Now you can start making an argument against this.

Not sure if it should be a suggestion or discussion item, so I'm going to leave this here (delete this whole line after moderater review please)
sounds like a great idea
#3 - Sobis
Great idea! I could be safety car
LFS' answer to iRacing's World Driver Championship thing, basically?

Sounds fun on the paper, but the reality is perhaps a bit more complex.

First question: Can LFS afford it? If you wanted to do it properly, you'd have to pay for the broadcast, the officials, the commentators, put some price money on the line, etc. The thing is, even though I might be wrong, LFS' budget allocated to marketing is probably close to 0£ right now. For the last 10+ years they've mostly relied on the members(aswell as gaming critics' reviews) for promotion.

Second question: Is it really worth risking the potential backclashes? Controversies/cheating(yea, it does happen sadly, especially when money's involved. look at iR's DWC, with the "lag switch" thing, for example.)/lack of general interest, you name it.

Third question, perhaps the most important: Are the potential rewards in terms of brand awareness important enough to make it happen? Or, as Becky Rose asks it so well, Is simracing still a spectator sport?


Anyway... Just a gut feeling, but I bet the devs would rather focus on the actual product, rather than worry on new "side projects" like such thing.
This would be a amazing event and as said before can go either way, could bring in new people and get the game more well known and shouldn't cost anything(or atleast be really small amount) but it could also just be another empty event that we don't actually use to the max
Meybe when the new tyre physics are out in few years.
That would mess up everything if Scawen suddenly decides to get said new physics done in middle of season but other hand sounds highly unlikely.
Quote from 'GreyBull [CHA : perhaps the most important: Are the potential rewards in terms of brand awareness important enough to make it happen? Or, as Becky Rose asks it so well, Is simracing still a spectator sport?

Yes it is. I'm getting a bit tired of reading those -back in the days everything was better- stories. 2006, the Internet had just been invented, everything was on a smaller scale, online racing was not really known.

It's still popular to watch any sim or game, doesn't matter what it is as long as it moves; http://www.own3d.tv/ ... Some game channels have crazy amounts of viewers and when you start watching...You, or at least... I... think... What the hell am I watching.

In my opinion NDR is still the best with livestreams and organizing leagues and yes it gets less viewers and yes it doesn't receive awards but thats because it simply isn't new anymore. You can't compare 2006 with 2012, most people focus on the graphics, the track/car package and the gameplay nowadays. LFS is miles behind instead of ahead and you can throw any market strategy on it but that doesn't help.

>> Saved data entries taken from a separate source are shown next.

//! CSV writers for signatures and pair scores.
//!
//! Formats:
//! - signatures: one line per document, `id, v1, v2, ...`
//! - scores: one line per candidate pair, `a,b,score`
//!
//! Rows follow document id order, which is also candidate order.

use std::collections::BTreeMap;
use std::fs::{self, File};
use std::io::{self, BufWriter, Write};
use std::path::{Path, PathBuf};

use lsh::{Corpus, RunReport, ScoredPair, Signature};
use tracing::info;

use crate::PipelineError;
use crate::config::OutputYamlConfig;

/// Write one signature row per document.
pub fn write_signatures<W: Write>(
    mut writer: W,
    signatures: &BTreeMap<String, Signature>,
) -> io::Result<()> {
    for (id, signature) in signatures {
        write!(writer, "{id}")?;
        for value in signature.values() {
            write!(writer, ", {value}")?;
        }
        writeln!(writer)?;
    }
    writer.flush()
}

/// Write one `a,b,score` row per scored pair.
pub fn write_scores<W: Write>(mut writer: W, scores: &[ScoredPair]) -> io::Result<()> {
    for pair in scores {
        writeln!(writer, "{},{},{}", pair.first, pair.second, pair.score)?;
    }
    writer.flush()
}

/// Paths written by [`write_report`].
#[derive(Debug, Clone, PartialEq, Eq)]
pub struct WrittenFiles {
    pub signatures: PathBuf,
    pub minhash_similarities: PathBuf,
    /// `None` when the run kept no token sets.
    pub ngram_similarities: Option<PathBuf>,
}

/// Write all CSV outputs of a finished run under `output.dir`.
pub fn write_report(
    output: &OutputYamlConfig,
    corpus: &Corpus,
    report: &RunReport,
) -> Result<WrittenFiles, PipelineError> {
    fs::create_dir_all(&output.dir).map_err(|source| PipelineError::Io {
        path: output.dir.clone(),
        source,
    })?;

    let signatures = output.signatures_path();
    write_to(&signatures, |w| write_signatures(w, corpus.signatures()))?;

    let minhash_similarities = output.minhash_similarities_path();
    write_to(&minhash_similarities, |w| write_scores(w, &report.minhash))?;

    let ngram_similarities = match &report.exact {
        Some(exact) => {
            let path = output.ngram_similarities_path();
            write_to(&path, |w| write_scores(w, exact))?;
            Some(path)
        }
        None => None,
    };

    info!(
        dir = %output.dir.display(),
        documents = corpus.len(),
        pairs = report.candidates.len(),
        "outputs_written"
    );
    Ok(WrittenFiles {
        signatures,
        minhash_similarities,
        ngram_similarities,
    })
}

fn write_to<F>(path: &Path, body: F) -> Result<(), PipelineError>
where
    F: FnOnce(BufWriter<File>) -> io::Result<()>,
{
    File::create(path)
        .and_then(|file| body(BufWriter::new(file)))
        .map_err(|source| PipelineError::Io {
            path: path.to_path_buf(),
            source,
        })
}

#[cfg(test)]
mod tests {
    use super::*;
    use lsh::{LshConfig, TokenSet};
    use tempfile::tempdir;

    fn tokens(items: &[&str]) -> TokenSet {
        items.iter().map(|s| s.to_string()).collect()
    }

    #[test]
    fn signature_rows() {
        let mut sigs = BTreeMap::new();
        sigs.insert("b".to_string(), Signature::from_values(vec![3, 4]));
        sigs.insert("a".to_string(), Signature::from_values(vec![1, 2]));

        let mut buf = Vec::new();
        write_signatures(&mut buf, &sigs).unwrap();
        assert_eq!(String::from_utf8(buf).unwrap(), "a, 1, 2\nb, 3, 4\n");
    }

    #[test]
    fn score_rows() {
        let scores = vec![
            ScoredPair {
                first: "a".into(),
                second: "b".into(),
                score: 0.5,
            },
            ScoredPair {
                first: "a".into(),
                second: "c".into(),
                score: 1.0,
            },
        ];
        let mut buf = Vec::new();
        write_scores(&mut buf, &scores).unwrap();
        assert_eq!(String::from_utf8(buf).unwrap(), "a,b,0.5\na,c,1\n");
    }

    #[test]
    fn report_writes_three_files() {
        let dir = tempdir().unwrap();
        let output = OutputYamlConfig {
            dir: dir.path().join("out"),
            ..OutputYamlConfig::default()
        };

        let config = LshConfig::new().with_signature_length(8).with_band_count(4);
        let mut corpus = Corpus::new(config).unwrap();
        corpus.insert("x", tokens(&["p", "q"])).unwrap();
        corpus.insert("y", tokens(&["p", "q"])).unwrap();
        let report = corpus.run().unwrap();

        let written = write_report(&output, &corpus, &report).unwrap();
        let sims = fs::read_to_string(&written.minhash_similarities).unwrap();
        assert_eq!(sims, "x,y,1\n");
        let ngram = fs::read_to_string(written.ngram_similarities.unwrap()).unwrap();
        assert_eq!(ngram, "x,y,1\n");
        let sigs = fs::read_to_string(&written.signatures).unwrap();
        assert_eq!(sigs.lines().count(), 2);
        assert!(sigs.starts_with("x, "));
    }

    #[test]
    fn report_skips_exact_scores_without_tokens() {
        let dir = tempdir().unwrap();
        let output = OutputYamlConfig {
            dir: dir.path().to_path_buf(),
            ..OutputYamlConfig::default()
        };

        let config = LshConfig::new()
            .with_signature_length(8)
            .with_band_count(4)
            .with_keep_tokens(false);
        let mut corpus = Corpus::new(config).unwrap();
        corpus.insert("x", tokens(&["p"])).unwrap();
        let report = corpus.run().unwrap();

        let written = write_report(&output, &corpus, &report).unwrap();
        assert!(written.ngram_similarities.is_none());
        assert!(!output.ngram_similarities_path().exists());
    }
}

If you want to spend money as development team, hire an extra graphical artist like Lynce or anyone who actually does like to improve the looks of this sim and/or release new track environments. Then the community does the promotion.
I remember, there was an official ESL-LFS-Championchip and it was not only streamed, It was shown LIVE on TV (GIGA-TV) in Germany.

But it was the time too, when Open-Wheeler Servers were full of licenced Fo8-Racers and not only overloaded with Demo-Drivers on Blackwood.

And I agree with with Cargame.nl:
U can´t compare 2006 with 2012. LFS isn´t the best RACE-SIM anymore, as it was in 2005-2007.

I don´t know which SIM is the best now, maybe the expensive I-Racing, but i will never pay any money for a time-licence and buy Virtual Cars with REAL money.


On the other side, when im looking forward, I believe in:

S3 as a quantum Jump, like S2 was at its time:
- with a couple of new Real-Tracks
- Cars and other features.
- thousends of I-Racing Drivers who switch their favourite Game to LFS-S3


And then, and not ealier, the time will come, when we can talk about an official LFS-Serie.
Quote from cargame.nl :



If you want to spend money as development team, hire an extra graphical artist like Lynce or anyone who actually does like to improve the looks of this sim and/or release new track environments. Then the community does the promotion.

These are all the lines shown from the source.